- _Collected data entries_
# # #

//! Configuration schema types for vmconsole.
//!
//! All structs use `serde(default)` so partial configs work correctly.

mod display;
mod logging;
mod proxy;
mod timing;

pub use display::*;
pub use logging::*;
pub use proxy::*;
pub use timing::*;

use serde::{Deserialize, Serialize};

/// Current config schema version.
pub const CONFIG_SCHEMA_VERSION: u32 = 1;

/// Root configuration for vmconsole.
#[derive(Debug, Clone, Serialize, Deserialize, Default)]
#[serde(default)]
pub struct ConsoleConfig {
    pub proxy: ProxyConfig,
    pub display: DisplayConfig,
    pub timing: TimingConfig,
    pub logging: LoggingConfig,
}

// =============================================================================
// Tests
// =============================================================================

#[cfg(test)]
mod tests {
    use super::*;

    #[test]
    fn default_proxy_points_at_local_backend() {
        let config = ConsoleConfig::default();
        assert_eq!(config.proxy.ws_url, "ws://127.0.0.1:5000");
        assert_eq!(config.proxy.api_url, "http://127.0.0.1:5000");
        assert!(config.proxy.token.is_empty());
        assert_eq!(config.proxy.privileged_user, "root");
    }

    #[test]
    fn default_timings_match_grace_delay() {
        let config = ConsoleConfig::default();
        assert_eq!(config.timing.error_close_delay_ms, 2000);
        assert_eq!(config.timing.control_grace_delay_ms, 2000);
        assert_eq!(config.timing.connect_timeout_secs, 15);
    }

    #[test]
    fn partial_toml_keeps_defaults() {
        let toml_str = r#"
[proxy]
ws_url = "wss://console.example.net"
"#;
        let config: ConsoleConfig = toml::from_str(toml_str).unwrap();
        assert_eq!(config.proxy.ws_url, "wss://console.example.net");
        assert_eq!(config.proxy.api_url, "http://127.0.0.1:5000");
        assert_eq!(config.timing.error_close_delay_ms, 2000);
        assert_eq!(config.logging.level, "info");
    }

    #[test]
    fn empty_toml_is_default() {
        let config: ConsoleConfig = toml::from_str("").unwrap();
        assert_eq!(config.timing.connect_timeout_secs, 15);
        assert!(config.display.credential.is_empty());
    }

    #[test]
    fn debug_output_redacts_token() {
        let mut config = ConsoleConfig::default();
        config.proxy.token = "super-secret-jwt".into();
        config.display.credential = "vncpass".into();
        let debug = format!("{config:?}");
        assert!(!debug.contains("super-secret-jwt"));
        assert!(!debug.contains("vncpass"));
        assert!(debug.contains("[REDACTED]"));
    }
}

# # #

- _ASSIGNED TASK_
Copy task for the entries above: every line with the string "contains".

- _RESPONSE AREA_
        assert!(!debug.contains("super-secret-jwt"));
        assert!(!debug.contains("vncpass"));
        assert!(debug.contains("[REDACTED]"));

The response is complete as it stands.